[Records from a data collection]
+ + + + +

use std::net::SocketAddr;

use server::{api::ApiContext, build_router, config::load_settings, rollout::RolloutSimulator};
use tracing::info;
use tracing_subscriber::EnvFilter;

#[tokio::main]
async fn main() -> anyhow::Result<()> {
    tracing_subscriber::fmt()
        .with_env_filter(
            EnvFilter::try_from_default_env().unwrap_or_else(|_| EnvFilter::new("info")),
        )
        .init();

    let settings = load_settings();
    let api = ApiContext {
        app_name: settings.app_name,
        app_version: settings.app_version,
        use_k8s: settings.use_k8s,
        rollout: RolloutSimulator::new(settings.rollout_steps, settings.step_interval),
    };
    info!(
        app = %api.app_name,
        version = %api.app_version,
        use_k8s = api.use_k8s,
        steps = ?api.rollout.steps(),
        "rollout simulator ready"
    );

    let app = build_router(api);

    let addr: SocketAddr = settings.server_bind.parse()?;
    info!(%addr, "server listening");
    let listener = tokio::net::TcpListener::bind(addr).await?;
    axum::serve(listener, app).await?;
    Ok(())
}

+ + + + +

Your task is to return each line of the data above that contains the string "ApiContext".

● WRITTEN ANSWER
use server::{api::ApiContext, build_router, config::load_settings, rollout::RolloutSimulator};
    let api = ApiContext {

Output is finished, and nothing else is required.